Collected data:

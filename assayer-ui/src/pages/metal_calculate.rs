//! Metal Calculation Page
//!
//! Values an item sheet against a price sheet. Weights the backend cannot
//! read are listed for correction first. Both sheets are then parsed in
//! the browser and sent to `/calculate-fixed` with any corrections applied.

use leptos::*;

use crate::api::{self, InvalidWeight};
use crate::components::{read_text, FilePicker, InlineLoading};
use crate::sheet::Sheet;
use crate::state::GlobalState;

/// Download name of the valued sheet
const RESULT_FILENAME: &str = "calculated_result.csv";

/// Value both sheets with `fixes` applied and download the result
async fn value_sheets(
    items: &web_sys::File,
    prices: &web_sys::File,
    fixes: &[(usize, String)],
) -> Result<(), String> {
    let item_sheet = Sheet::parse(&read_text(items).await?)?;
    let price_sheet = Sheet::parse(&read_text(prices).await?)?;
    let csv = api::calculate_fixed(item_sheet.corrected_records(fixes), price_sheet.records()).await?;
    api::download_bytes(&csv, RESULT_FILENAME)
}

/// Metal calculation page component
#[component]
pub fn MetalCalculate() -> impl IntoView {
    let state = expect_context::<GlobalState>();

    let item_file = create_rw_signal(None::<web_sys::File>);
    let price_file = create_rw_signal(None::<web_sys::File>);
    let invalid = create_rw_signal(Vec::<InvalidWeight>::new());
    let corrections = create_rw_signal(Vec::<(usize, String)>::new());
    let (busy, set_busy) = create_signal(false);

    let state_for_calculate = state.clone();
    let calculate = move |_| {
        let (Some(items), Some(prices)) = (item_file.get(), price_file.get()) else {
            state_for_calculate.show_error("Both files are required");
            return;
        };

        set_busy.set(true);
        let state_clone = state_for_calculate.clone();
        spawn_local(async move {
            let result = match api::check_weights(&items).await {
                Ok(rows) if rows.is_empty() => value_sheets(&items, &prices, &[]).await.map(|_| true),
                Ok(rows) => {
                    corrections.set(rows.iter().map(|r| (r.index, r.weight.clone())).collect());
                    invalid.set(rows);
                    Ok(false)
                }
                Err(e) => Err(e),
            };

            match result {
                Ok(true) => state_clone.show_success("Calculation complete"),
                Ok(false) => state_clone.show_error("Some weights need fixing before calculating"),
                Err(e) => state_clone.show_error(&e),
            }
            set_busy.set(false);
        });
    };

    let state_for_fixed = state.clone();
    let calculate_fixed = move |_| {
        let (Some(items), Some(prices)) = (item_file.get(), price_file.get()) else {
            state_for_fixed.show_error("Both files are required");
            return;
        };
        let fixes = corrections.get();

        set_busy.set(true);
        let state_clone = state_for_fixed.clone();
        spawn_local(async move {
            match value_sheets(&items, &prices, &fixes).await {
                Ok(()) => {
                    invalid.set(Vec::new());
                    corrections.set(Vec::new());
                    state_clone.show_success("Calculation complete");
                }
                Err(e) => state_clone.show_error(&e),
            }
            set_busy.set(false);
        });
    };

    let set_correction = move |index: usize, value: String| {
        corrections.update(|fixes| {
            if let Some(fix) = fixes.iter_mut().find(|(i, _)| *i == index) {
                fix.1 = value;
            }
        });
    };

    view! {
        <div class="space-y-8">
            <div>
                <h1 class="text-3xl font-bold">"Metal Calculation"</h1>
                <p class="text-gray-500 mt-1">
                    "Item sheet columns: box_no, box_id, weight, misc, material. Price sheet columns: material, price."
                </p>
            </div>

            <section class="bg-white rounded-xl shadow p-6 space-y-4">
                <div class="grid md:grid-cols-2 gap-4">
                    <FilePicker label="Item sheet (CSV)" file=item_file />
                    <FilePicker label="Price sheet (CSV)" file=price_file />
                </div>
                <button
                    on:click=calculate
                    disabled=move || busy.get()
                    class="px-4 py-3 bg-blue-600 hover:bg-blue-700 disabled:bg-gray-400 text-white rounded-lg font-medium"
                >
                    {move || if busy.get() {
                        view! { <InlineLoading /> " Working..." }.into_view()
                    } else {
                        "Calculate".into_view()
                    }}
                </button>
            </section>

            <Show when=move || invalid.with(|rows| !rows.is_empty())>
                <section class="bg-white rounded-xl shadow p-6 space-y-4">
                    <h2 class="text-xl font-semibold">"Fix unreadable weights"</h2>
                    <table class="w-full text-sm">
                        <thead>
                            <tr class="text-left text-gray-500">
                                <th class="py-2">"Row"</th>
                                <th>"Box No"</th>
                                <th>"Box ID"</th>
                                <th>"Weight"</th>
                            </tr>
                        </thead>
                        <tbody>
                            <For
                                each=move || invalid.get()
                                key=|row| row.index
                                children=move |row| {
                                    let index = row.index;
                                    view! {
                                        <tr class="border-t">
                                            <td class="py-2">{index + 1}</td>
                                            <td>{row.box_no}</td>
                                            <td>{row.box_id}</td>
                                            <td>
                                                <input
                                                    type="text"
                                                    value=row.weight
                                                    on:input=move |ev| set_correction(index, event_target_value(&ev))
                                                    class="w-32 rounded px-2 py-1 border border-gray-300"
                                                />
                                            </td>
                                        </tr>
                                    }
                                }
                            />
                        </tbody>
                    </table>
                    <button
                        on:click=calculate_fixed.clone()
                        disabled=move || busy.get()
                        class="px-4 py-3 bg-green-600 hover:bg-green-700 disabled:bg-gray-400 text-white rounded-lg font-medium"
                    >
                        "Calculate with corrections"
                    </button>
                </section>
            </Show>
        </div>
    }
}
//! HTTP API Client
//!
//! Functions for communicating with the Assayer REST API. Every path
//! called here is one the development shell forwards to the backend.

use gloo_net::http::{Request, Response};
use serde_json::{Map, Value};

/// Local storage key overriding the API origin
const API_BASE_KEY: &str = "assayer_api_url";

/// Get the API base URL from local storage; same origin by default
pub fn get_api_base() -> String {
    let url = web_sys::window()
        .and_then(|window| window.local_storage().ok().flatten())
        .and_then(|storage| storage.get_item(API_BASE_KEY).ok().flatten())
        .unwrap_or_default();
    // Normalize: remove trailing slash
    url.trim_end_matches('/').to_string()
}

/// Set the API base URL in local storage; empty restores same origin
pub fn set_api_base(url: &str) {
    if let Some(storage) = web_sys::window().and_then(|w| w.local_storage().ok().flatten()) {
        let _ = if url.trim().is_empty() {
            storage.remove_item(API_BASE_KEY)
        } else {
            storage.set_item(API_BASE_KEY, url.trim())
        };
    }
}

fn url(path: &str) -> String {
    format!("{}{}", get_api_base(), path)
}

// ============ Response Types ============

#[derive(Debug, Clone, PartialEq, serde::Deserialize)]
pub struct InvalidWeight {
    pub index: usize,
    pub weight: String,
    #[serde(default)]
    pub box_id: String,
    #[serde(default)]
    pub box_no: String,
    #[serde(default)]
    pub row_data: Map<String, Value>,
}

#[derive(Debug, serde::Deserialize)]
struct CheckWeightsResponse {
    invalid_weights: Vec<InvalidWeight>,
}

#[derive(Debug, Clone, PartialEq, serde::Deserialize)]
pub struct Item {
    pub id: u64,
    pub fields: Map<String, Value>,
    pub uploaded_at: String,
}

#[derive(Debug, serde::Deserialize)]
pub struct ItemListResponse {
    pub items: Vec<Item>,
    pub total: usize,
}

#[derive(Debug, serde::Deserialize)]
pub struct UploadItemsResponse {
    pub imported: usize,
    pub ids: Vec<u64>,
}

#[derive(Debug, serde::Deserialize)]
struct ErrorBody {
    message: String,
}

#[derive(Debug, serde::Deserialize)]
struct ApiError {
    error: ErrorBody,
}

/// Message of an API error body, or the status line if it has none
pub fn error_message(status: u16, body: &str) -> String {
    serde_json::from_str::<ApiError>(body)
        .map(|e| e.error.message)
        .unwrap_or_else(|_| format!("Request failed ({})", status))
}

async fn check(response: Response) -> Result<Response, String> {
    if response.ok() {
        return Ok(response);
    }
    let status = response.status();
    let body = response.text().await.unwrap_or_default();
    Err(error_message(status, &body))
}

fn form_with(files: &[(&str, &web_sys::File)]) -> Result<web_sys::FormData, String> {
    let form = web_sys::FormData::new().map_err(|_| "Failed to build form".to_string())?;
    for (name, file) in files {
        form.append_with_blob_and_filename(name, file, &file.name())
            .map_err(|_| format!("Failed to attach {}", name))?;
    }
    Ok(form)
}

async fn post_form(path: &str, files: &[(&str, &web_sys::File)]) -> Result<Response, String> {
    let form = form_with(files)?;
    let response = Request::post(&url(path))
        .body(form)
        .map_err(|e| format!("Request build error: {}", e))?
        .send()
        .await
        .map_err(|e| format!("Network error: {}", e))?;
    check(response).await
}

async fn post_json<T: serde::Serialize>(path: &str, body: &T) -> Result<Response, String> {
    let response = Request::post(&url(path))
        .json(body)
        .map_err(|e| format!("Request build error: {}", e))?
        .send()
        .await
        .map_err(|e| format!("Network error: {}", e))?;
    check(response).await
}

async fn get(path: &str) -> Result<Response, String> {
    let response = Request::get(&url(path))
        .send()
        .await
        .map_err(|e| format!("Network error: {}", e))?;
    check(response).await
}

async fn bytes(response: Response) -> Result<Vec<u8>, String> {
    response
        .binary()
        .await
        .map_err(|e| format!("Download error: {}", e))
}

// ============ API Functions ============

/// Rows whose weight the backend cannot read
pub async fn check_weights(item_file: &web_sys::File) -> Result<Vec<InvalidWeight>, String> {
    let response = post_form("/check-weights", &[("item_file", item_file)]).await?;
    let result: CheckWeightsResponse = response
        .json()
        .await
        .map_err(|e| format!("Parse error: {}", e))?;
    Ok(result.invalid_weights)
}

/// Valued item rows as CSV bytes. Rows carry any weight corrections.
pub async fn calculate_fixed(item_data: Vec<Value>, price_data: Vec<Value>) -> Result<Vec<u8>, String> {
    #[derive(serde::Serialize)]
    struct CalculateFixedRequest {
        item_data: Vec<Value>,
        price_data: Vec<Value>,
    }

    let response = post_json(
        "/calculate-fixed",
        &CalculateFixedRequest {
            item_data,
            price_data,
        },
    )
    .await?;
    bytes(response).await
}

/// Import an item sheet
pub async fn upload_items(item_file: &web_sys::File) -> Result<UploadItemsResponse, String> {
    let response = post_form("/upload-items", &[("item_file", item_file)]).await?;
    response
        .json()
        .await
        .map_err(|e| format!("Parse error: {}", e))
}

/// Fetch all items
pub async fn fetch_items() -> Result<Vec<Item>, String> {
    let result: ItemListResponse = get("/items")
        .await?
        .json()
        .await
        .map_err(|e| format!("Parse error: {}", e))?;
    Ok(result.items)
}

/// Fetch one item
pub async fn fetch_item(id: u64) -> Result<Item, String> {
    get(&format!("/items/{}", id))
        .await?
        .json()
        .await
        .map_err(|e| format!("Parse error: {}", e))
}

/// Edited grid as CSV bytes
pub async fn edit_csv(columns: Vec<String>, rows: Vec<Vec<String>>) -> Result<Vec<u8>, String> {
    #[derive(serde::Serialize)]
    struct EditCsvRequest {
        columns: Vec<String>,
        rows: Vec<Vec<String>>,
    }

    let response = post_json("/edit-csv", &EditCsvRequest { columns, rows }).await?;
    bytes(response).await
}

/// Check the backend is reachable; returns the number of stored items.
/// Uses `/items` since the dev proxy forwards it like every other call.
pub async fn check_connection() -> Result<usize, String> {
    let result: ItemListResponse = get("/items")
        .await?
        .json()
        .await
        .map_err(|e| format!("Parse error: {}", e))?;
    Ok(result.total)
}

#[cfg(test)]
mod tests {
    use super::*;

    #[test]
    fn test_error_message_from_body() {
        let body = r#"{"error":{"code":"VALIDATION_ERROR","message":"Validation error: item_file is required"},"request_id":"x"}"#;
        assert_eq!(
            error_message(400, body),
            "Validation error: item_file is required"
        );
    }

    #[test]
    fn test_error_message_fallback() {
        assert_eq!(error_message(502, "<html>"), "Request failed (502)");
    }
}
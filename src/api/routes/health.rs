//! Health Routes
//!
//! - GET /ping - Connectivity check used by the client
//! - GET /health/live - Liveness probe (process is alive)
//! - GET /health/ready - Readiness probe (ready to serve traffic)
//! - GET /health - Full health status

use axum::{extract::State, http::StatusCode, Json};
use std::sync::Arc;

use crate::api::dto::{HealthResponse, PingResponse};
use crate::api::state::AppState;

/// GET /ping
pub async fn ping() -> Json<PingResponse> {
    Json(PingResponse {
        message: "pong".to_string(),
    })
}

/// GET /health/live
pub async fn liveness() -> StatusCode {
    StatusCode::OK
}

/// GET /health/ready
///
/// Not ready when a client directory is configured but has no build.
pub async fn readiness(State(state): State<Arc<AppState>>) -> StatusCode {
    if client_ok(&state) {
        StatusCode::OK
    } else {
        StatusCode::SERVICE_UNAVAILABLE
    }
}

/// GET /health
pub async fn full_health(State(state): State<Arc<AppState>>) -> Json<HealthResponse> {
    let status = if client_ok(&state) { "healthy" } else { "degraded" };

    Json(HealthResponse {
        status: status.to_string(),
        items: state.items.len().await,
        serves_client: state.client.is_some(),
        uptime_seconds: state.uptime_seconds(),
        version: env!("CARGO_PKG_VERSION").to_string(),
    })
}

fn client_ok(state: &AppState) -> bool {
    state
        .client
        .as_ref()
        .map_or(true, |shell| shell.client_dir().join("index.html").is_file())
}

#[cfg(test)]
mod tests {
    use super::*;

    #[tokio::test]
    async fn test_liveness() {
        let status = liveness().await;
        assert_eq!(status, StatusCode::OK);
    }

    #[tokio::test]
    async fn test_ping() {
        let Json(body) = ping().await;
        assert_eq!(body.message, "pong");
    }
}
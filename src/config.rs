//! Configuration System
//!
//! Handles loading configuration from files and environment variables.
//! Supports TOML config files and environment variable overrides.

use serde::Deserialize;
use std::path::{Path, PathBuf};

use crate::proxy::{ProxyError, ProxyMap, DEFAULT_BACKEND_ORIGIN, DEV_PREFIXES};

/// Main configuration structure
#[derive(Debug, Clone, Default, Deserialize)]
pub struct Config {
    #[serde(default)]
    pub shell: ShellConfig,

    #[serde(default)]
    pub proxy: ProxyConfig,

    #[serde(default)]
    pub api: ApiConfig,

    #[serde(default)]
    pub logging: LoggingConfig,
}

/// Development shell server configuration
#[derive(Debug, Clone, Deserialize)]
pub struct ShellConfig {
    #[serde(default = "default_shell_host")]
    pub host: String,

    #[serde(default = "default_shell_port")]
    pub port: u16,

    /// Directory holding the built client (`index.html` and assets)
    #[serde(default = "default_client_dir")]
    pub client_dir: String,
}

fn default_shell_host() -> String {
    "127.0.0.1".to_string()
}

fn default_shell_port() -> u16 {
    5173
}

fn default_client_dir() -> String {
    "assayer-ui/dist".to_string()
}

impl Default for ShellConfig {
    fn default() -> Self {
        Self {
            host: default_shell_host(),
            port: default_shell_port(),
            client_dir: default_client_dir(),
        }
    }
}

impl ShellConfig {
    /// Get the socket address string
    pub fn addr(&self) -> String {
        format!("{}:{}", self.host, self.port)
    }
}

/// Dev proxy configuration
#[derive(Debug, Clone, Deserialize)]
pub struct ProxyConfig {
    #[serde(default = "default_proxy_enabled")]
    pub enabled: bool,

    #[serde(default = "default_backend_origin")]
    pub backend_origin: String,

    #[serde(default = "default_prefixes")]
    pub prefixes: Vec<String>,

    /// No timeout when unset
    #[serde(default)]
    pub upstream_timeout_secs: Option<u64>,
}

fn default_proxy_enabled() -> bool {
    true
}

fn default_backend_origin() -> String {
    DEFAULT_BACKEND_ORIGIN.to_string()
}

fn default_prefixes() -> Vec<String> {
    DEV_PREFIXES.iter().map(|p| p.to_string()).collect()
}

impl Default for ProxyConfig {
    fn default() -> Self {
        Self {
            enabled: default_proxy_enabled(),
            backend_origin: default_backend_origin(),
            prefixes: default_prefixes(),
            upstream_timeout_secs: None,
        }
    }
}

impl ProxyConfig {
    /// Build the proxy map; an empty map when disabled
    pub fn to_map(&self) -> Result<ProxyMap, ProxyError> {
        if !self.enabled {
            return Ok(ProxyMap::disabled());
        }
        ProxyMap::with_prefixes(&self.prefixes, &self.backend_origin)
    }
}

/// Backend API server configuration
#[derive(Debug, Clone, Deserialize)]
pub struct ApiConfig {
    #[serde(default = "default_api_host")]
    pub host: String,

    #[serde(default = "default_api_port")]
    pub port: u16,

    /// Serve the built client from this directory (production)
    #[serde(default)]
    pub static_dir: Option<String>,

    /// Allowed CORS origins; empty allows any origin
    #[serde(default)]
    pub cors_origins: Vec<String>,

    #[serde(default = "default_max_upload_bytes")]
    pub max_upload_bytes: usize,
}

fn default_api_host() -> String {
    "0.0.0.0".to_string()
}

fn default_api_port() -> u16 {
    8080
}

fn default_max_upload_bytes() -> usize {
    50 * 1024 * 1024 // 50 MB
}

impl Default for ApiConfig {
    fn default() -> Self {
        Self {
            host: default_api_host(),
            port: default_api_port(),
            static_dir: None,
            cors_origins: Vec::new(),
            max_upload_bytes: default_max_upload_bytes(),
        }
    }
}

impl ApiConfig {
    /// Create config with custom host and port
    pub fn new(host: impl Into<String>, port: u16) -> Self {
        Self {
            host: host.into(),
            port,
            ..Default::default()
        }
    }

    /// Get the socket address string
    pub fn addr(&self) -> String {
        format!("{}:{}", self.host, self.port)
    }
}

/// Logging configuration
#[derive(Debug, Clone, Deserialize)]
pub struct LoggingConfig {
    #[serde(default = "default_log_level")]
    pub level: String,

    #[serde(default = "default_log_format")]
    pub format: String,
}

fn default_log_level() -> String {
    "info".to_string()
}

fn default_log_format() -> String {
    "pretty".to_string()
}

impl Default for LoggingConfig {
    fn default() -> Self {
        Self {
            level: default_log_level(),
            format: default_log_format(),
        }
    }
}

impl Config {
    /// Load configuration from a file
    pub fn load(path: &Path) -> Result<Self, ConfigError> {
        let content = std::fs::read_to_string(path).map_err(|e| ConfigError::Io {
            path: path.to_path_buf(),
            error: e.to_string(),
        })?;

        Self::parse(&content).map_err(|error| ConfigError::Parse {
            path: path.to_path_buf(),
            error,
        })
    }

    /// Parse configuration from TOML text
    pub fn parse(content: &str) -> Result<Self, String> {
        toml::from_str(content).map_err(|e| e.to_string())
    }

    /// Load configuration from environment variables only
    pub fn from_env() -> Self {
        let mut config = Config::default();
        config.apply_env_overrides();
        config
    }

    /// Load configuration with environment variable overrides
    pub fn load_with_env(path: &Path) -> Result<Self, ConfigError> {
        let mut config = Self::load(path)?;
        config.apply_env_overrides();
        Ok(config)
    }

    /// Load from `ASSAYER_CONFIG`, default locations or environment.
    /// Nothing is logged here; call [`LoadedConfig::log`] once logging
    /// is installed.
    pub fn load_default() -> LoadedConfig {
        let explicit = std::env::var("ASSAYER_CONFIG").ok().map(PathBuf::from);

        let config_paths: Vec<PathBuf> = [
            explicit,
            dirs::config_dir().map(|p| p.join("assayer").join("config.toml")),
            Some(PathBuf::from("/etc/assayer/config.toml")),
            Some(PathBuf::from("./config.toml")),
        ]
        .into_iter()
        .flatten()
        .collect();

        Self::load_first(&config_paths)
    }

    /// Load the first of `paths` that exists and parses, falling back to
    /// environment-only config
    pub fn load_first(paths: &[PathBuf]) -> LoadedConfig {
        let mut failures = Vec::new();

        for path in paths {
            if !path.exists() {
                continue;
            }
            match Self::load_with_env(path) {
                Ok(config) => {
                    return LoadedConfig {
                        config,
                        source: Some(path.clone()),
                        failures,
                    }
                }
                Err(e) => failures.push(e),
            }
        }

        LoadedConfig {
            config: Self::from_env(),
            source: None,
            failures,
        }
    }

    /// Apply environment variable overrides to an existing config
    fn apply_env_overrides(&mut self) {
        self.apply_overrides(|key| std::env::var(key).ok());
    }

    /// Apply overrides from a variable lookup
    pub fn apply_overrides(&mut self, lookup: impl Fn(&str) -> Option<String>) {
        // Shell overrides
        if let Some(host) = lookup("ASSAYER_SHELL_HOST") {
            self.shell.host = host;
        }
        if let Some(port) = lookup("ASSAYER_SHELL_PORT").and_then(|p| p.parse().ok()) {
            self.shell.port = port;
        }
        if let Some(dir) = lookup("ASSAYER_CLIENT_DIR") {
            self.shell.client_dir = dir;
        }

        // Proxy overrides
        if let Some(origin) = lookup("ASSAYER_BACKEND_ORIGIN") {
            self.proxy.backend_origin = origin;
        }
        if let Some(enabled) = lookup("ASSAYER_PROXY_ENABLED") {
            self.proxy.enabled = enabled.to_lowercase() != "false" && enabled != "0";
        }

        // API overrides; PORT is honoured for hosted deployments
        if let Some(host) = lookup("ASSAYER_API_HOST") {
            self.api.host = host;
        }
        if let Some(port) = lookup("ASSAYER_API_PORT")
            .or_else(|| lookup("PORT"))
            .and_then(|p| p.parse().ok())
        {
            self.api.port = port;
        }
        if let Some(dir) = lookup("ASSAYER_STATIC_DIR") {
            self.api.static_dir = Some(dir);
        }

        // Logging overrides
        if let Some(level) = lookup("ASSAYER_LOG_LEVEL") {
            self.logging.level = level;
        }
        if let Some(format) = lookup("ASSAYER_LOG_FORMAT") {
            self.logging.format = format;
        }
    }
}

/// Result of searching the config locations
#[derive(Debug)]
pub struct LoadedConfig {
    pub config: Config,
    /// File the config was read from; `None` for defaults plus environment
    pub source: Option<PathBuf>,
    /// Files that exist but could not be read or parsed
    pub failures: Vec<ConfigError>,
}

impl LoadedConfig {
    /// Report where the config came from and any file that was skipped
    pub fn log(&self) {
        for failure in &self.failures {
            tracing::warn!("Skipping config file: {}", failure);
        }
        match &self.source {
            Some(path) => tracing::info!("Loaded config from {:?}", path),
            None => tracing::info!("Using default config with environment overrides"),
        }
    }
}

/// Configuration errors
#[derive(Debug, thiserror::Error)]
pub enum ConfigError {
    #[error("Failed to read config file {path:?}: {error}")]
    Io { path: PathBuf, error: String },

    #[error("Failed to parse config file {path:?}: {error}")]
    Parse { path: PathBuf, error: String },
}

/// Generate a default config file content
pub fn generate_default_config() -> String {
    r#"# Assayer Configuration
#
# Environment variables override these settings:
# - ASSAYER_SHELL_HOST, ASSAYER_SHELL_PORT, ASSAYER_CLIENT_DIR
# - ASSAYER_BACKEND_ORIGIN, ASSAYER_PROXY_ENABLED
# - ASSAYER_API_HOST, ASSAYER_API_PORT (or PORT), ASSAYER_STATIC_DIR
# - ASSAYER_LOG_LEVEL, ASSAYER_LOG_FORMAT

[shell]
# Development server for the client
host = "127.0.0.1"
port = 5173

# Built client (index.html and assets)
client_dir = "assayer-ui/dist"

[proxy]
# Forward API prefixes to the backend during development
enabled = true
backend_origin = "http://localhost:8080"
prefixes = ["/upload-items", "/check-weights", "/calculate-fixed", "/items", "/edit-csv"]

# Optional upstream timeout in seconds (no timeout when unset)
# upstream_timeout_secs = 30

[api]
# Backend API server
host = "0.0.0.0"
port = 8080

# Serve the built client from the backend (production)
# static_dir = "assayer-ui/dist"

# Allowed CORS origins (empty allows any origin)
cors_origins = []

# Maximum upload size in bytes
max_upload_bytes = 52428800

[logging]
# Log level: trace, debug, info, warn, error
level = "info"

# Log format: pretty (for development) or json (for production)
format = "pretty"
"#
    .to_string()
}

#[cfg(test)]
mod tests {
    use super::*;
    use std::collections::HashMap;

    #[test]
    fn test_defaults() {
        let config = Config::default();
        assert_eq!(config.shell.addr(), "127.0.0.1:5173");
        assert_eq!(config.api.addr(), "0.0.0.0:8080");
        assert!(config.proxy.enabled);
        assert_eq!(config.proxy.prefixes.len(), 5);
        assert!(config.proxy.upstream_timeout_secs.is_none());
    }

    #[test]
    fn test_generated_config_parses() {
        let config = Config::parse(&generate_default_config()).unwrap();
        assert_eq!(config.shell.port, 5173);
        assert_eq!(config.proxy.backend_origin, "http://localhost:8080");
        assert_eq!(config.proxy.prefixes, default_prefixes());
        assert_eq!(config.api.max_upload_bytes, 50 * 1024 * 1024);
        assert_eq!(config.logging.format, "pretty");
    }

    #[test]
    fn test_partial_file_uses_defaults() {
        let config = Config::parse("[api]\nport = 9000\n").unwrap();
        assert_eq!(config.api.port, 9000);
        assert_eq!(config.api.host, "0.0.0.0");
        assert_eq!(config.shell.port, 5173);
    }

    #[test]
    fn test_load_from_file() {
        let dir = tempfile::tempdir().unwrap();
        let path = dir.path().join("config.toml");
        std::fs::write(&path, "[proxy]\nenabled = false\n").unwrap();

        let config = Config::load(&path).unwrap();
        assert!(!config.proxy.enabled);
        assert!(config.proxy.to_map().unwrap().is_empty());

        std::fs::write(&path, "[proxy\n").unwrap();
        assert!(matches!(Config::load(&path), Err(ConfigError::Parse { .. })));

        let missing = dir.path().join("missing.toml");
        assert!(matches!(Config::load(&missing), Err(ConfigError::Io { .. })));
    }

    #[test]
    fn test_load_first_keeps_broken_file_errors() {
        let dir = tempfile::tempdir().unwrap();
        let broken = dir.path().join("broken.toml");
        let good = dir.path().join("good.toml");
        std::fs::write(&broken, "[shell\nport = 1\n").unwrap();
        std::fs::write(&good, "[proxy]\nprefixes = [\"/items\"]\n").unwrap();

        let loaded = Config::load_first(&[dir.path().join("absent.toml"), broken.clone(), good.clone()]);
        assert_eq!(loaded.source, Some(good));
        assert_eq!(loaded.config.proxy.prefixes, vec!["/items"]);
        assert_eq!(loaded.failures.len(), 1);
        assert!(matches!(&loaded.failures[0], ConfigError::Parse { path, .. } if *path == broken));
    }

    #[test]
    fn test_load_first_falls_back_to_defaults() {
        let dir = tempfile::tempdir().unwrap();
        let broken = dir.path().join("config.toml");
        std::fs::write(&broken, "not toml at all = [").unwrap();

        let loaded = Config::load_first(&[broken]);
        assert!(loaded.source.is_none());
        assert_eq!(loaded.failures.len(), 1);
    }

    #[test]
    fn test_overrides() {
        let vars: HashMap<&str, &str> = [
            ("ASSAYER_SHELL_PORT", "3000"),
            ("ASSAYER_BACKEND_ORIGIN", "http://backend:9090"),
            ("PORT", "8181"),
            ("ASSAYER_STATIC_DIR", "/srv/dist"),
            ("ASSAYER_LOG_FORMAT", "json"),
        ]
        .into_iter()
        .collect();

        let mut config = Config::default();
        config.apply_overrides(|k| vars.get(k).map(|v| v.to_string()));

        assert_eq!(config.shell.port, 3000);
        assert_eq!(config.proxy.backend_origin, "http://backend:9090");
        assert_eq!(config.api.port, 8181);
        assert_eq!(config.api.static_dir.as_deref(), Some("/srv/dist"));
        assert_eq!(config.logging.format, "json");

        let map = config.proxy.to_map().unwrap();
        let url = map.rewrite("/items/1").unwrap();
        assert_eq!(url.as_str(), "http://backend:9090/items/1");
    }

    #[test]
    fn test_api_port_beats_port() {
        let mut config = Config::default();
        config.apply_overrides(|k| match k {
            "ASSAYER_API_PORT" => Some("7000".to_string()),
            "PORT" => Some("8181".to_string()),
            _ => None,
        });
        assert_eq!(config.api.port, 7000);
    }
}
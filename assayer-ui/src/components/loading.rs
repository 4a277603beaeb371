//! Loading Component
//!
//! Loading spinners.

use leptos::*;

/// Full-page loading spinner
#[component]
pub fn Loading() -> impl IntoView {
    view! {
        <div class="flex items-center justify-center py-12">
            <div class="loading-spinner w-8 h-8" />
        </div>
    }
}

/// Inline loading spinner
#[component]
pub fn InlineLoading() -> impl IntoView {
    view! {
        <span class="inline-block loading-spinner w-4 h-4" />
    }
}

Problem to work on
Once you find the line containing "use crate::sheet::Sheet;", stop: reproduce exactly that line and every line of the data before it, and nothing else.

Result of the exercise
filename assayer-ui/src/pages/metal_calculate.rs
//! Metal Calculation Page
//!
//! Values an item sheet against a price sheet. Weights the backend cannot
//! read are listed for correction first. Both sheets are then parsed in
//! the browser and sent to `/calculate-fixed` with any corrections applied.

use leptos::*;

use crate::api::{self, InvalidWeight};
use crate::components::{read_text, FilePicker, InlineLoading};
use crate::sheet::Sheet;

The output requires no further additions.